── Excerpted data ──
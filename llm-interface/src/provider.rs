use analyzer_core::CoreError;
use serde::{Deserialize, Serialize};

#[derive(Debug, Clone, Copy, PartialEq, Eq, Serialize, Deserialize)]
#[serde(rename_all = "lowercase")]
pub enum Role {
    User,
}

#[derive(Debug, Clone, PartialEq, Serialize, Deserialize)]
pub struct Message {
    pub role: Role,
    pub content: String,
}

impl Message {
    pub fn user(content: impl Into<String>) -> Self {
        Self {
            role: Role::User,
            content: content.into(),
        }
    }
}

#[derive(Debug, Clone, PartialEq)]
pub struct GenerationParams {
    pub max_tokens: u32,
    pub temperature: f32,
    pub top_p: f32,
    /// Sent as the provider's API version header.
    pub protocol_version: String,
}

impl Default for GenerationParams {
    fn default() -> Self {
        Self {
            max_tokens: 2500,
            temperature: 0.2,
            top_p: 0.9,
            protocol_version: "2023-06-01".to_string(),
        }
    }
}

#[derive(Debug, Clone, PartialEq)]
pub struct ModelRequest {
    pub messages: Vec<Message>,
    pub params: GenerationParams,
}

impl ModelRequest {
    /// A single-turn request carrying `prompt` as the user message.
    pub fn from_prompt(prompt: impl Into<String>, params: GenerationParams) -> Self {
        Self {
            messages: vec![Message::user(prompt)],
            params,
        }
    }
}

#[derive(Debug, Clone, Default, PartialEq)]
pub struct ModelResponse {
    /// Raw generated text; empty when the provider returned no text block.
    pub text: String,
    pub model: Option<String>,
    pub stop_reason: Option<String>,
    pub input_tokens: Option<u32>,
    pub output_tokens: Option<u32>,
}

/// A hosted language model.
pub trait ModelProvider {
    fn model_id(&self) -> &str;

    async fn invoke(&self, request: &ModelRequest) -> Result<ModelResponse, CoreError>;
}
───
[Work item] The answer should be nothing more than the lines from the one with "#[derive(Debug, Clone, Default, PartialEq)]" through the end of the entries, restated word for word.

[Answer below]
#[derive(Debug, Clone, Default, PartialEq)]
pub struct ModelResponse {
    /// Raw generated text; empty when the provider returned no text block.
    pub text: String,
    pub model: Option<String>,
    pub stop_reason: Option<String>,
    pub input_tokens: Option<u32>,
    pub output_tokens: Option<u32>,
}

/// A hosted language model.
pub trait ModelProvider {
    fn model_id(&self) -> &str;

    async fn invoke(&self, request: &ModelRequest) -> Result<ModelResponse, CoreError>;
}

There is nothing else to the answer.